Bereits bei der Planung eines Videos daran zu denken, wie es später von Menschen mit Behinderungen, von mobilen Nutzern oder von Nicht-Muttersprachlern genutzt wird, ist sehr zu empfehlen. Wie verschiedene Nutzergruppen im Internet unterwegs sind, erfahren Sie in unserer Rubrik: Wer profitiert?

Seheingeschränkte Nutzer mitdenken

Damit blinde Menschen von Online-Videos profitieren können, sollten alle Informationen, die für das Verständnis des Films wichtig sind, auch akustisch vermittelt werden.

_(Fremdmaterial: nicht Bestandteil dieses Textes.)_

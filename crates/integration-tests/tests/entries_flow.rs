//! Integration tests for the coffee logging flow.
//!
//! These tests require:
//! - The web server running (cargo run -p caffiend-web)
//! - Valid Firebase credentials in environment (or the emulator)
//!
//! Run with: cargo test -p caffiend-integration-tests -- --ignored

use reqwest::{Client, StatusCode};

/// Base URL for the site (configurable via environment).
fn base_url() -> String {
    std::env::var("CAFFIEND_BASE_URL").unwrap_or_else(|_| "http://localhost:3000".to_string())
}

/// Create a client with a cookie store so the session survives requests.
fn session_client() -> Client {
    Client::builder()
        .cookie_store(true)
        .build()
        .expect("Failed to create HTTP client")
}

#[tokio::test]
#[ignore = "Requires running server"]
async fn test_home_renders_form_and_hero() {
    let client = session_client();
    let resp = client
        .get(format!("{}/", base_url()))
        .send()
        .await
        .expect("Failed to get home page");

    assert_eq!(resp.status(), StatusCode::OK);
    let body = resp.text().await.expect("Failed to read response");

    // Hero and form are both on the landing page
    assert!(body.contains("Coffee Tracking for Coffee Fiends"));
    assert!(body.contains("coffee-form"));
    assert!(body.contains("Add Entry"));

    // First quick-select card is the first catalog entry
    assert!(body.contains("Espresso"));
}

#[tokio::test]
#[ignore = "Requires running server"]
async fn test_incomplete_submission_gets_advisory() {
    let client = session_client();
    let resp = client
        .post(format!("{}/entries/add", base_url()))
        .form(&[("cost", "3.25")])
        .send()
        .await
        .expect("Failed to submit form");

    assert_eq!(resp.status(), StatusCode::OK);
    let body = resp.text().await.expect("Failed to read response");

    // The fragment re-renders with the advisory and the entered cost
    assert!(body.contains("Make sure to select a coffee and enter the price"));
    assert!(body.contains("value=\"3.25\""));
}

#[tokio::test]
#[ignore = "Requires running server"]
async fn test_unauthenticated_submission_opens_modal() {
    let client = session_client();
    let resp = client
        .post(format!("{}/entries/add", base_url()))
        .form(&[
            ("coffee", "Espresso"),
            ("cost", "3.25"),
            ("hours", "0"),
            ("minutes", "0"),
        ])
        .send()
        .await
        .expect("Failed to submit form");

    assert_eq!(resp.status(), StatusCode::OK);
    let body = resp.text().await.expect("Failed to read response");

    // The modal swaps into the portal; the form keeps its values
    assert!(body.contains("modal-container"));
    assert!(body.contains("value=\"3.25\""));
    assert!(body.contains("value=\"Espresso\" checked"));
    // No advisory - the input was complete
    assert!(!body.contains("Make sure to select a coffee"));
}

#[tokio::test]
#[ignore = "Requires running server"]
async fn test_summary_fragment_for_signed_out_visitor() {
    let client = session_client();
    let resp = client
        .get(format!("{}/entries/summary", base_url()))
        .send()
        .await
        .expect("Failed to get summary");

    assert_eq!(resp.status(), StatusCode::OK);
    let body = resp.text().await.expect("Failed to read response");
    assert!(body.contains("entry-summary"));
    assert!(body.contains("Sign in"));
}

#[tokio::test]
#[ignore = "Requires running server"]
async fn test_health_endpoints() {
    let client = session_client();

    let resp = client
        .get(format!("{}/health", base_url()))
        .send()
        .await
        .expect("Failed to get health");
    assert_eq!(resp.status(), StatusCode::OK);

    // Readiness depends on Firestore reachability
    let resp = client
        .get(format!("{}/health/ready", base_url()))
        .send()
        .await
        .expect("Failed to get readiness");
    assert!(
        resp.status() == StatusCode::OK || resp.status() == StatusCode::SERVICE_UNAVAILABLE
    );
}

So kann später auf die Bereitstellung einer Audiodeskription verzichtet werden.

Ist die Übertragung von informationstragendem Bildgeschehen in Sprache nicht möglich, kann ein bewusster Einbau von Pausen helfen. Stehen nämlich ausreichend Pausen zur Verfügung, kann die Filmtonspur später einfacher um eingesprochene Textelemente der Audiodeskription ergänzt werden.

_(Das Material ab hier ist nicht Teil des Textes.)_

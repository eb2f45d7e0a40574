//! Caffiend - personal caffeine tracking site.
//!
//! This binary serves the public-facing site on port 3000.
//!
//! # Architecture
//!
//! - Axum web framework with HTMX for interactivity
//! - Askama templates for server-side rendering
//! - Cloud Firestore for journal persistence (`users/{uid}` documents)
//! - Identity Toolkit for authentication
//!
//! There is no local database: sessions and journals live in memory, and
//! every durable fact is a field in the user's Firestore document.

#![cfg_attr(not(test), forbid(unsafe_code))]
// The binary compiles the same modules as the library target; items only
// reachable through the library surface are not dead
#![allow(dead_code)]
#![allow(unused_imports)]

use axum::extract::State;
use axum::http::StatusCode;
use axum::{Router, routing::get};
use tower_http::services::ServeDir;
use tower_http::trace::TraceLayer;

mod config;
mod error;
mod filters;
mod firestore;
mod journal;
mod middleware;
mod models;
mod routes;
mod services;
mod state;

use config::CaffiendConfig;
use sentry::integrations::tracing as sentry_tracing;
use state::AppState;
use tracing_subscriber::{layer::SubscriberExt, util::SubscriberInitExt};

/// Initialize Sentry error tracking and return guard that must be kept alive.
fn init_sentry(config: &CaffiendConfig) -> Option<sentry::ClientInitGuard> {
    let dsn = config.sentry_dsn.as_ref()?;

    let guard = sentry::init((
        dsn.as_str(),
        sentry::ClientOptions {
            release: sentry::release_name!(),
            environment: config
                .sentry_environment
                .clone()
                .map(std::borrow::Cow::Owned),
            sample_rate: config.sentry_sample_rate,
            traces_sample_rate: config.sentry_traces_sample_rate,
            attach_stacktrace: true,
            ..Default::default()
        },
    ));

    tracing::info!("Sentry initialized");
    Some(guard)
}

/// Filter tracing events to Sentry event types.
fn sentry_event_filter(metadata: &tracing::Metadata<'_>) -> sentry_tracing::EventFilter {
    match *metadata.level() {
        tracing::Level::ERROR | tracing::Level::WARN => sentry_tracing::EventFilter::Event,
        tracing::Level::INFO | tracing::Level::DEBUG => sentry_tracing::EventFilter::Breadcrumb,
        _ => sentry_tracing::EventFilter::Ignore,
    }
}

#[tokio::main]
async fn main() {
    // Load configuration from environment (needed for Sentry init)
    let config = CaffiendConfig::from_env().expect("Failed to load configuration");

    // Initialize Sentry (must be done before tracing subscriber)
    let _sentry_guard = init_sentry(&config);

    // Initialize tracing with EnvFilter and Sentry integration
    // Defaults to info level for our crate if RUST_LOG is not set
    let env_filter = tracing_subscriber::EnvFilter::try_from_default_env()
        .unwrap_or_else(|_| "caffiend_web=info,tower_http=debug".into());

    tracing_subscriber::registry()
        .with(env_filter)
        .with(tracing_subscriber::fmt::layer())
        .with(sentry_tracing::layer().event_filter(sentry_event_filter))
        .init();

    // Build application state (Firestore + identity clients, journal store)
    let state = AppState::new(config.clone());

    // Create session layer (in-memory store; journals reseed from Firestore)
    let session_layer = middleware::create_session_layer(state.config());

    // Build router
    let app = Router::new()
        .route("/health", get(health))
        .route("/health/ready", get(readiness))
        .merge(routes::routes())
        .nest_service("/static", ServeDir::new("crates/web/static"))
        .layer(axum::middleware::from_fn(
            middleware::security_headers_middleware,
        ))
        .layer(session_layer)
        .layer(axum::middleware::from_fn(middleware::csp_nonce_middleware))
        .layer(axum::middleware::from_fn(middleware::request_id_middleware))
        .layer(TraceLayer::new_for_http())
        .with_state(state)
        // Sentry layers (outermost for full request coverage)
        .layer(sentry_tower::NewSentryLayer::new_from_top())
        .layer(sentry_tower::SentryHttpLayer::new().enable_transaction());

    // Start server
    let addr = config.socket_addr();
    tracing::info!("caffiend listening on {}", addr);

    let listener = tokio::net::TcpListener::bind(addr)
        .await
        .expect("Failed to bind to address");

    axum::serve(listener, app)
        .with_graceful_shutdown(shutdown_signal())
        .await
        .expect("Server error");
}

/// Liveness health check endpoint.
///
/// Returns "ok" if the server is running. Does not check dependencies.
async fn health() -> &'static str {
    "ok"
}

/// Readiness health check endpoint.
///
/// Verifies Firestore reachability before returning OK.
/// Returns 503 Service Unavailable if the store is not reachable.
async fn readiness(State(state): State<AppState>) -> StatusCode {
    match state.firestore().ping().await {
        Ok(()) => StatusCode::OK,
        Err(_) => StatusCode::SERVICE_UNAVAILABLE,
    }
}

/// Wait for shutdown signal (Ctrl+C or SIGTERM).
async fn shutdown_signal() {
    let ctrl_c = async {
        tokio::signal::ctrl_c()
            .await
            .expect("Failed to install Ctrl+C handler");
    };

    #[cfg(unix)]
    let terminate = async {
        tokio::signal::unix::signal(tokio::signal::unix::SignalKind::terminate())
            .expect("Failed to install signal handler")
            .recv()
            .await;
    };

    #[cfg(not(unix))]
    let terminate = std::future::pending::<()>();

    tokio::select! {
        () = ctrl_c => {},
        () = terminate => {},
    }

    tracing::info!("Shutdown signal received, starting graceful shutdown");
}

Höreingeschränkte Nutzer und Nicht-Muttersprachler mitdenken

Mäßiges Sprechtempo und verständliche Sprache erleichtern es allen, gut zu verstehen. Sie machen es im Anschluss aber auch leichter, Untertitel einzufügen, die nah am Original sind und gut mitgelesen werden können. In Spielfilmen ist das sicherlich nicht immer möglich, aber in Filmen mit Lehrinhalten sollte darauf geachtet werden.

Anforderung gemäß BITV

Verzichten Sie auf Bildinhalte, die im Zeitraum von einer Sekunde häufiger als dreimal aufblitzen. Bei Menschen mit Epilepsie kann dies einen Anfall auslösen (BITV-Bedingung 2.3.1 Dreimaliges Aufblitzen – Unterschreitung der Schwellenwerte).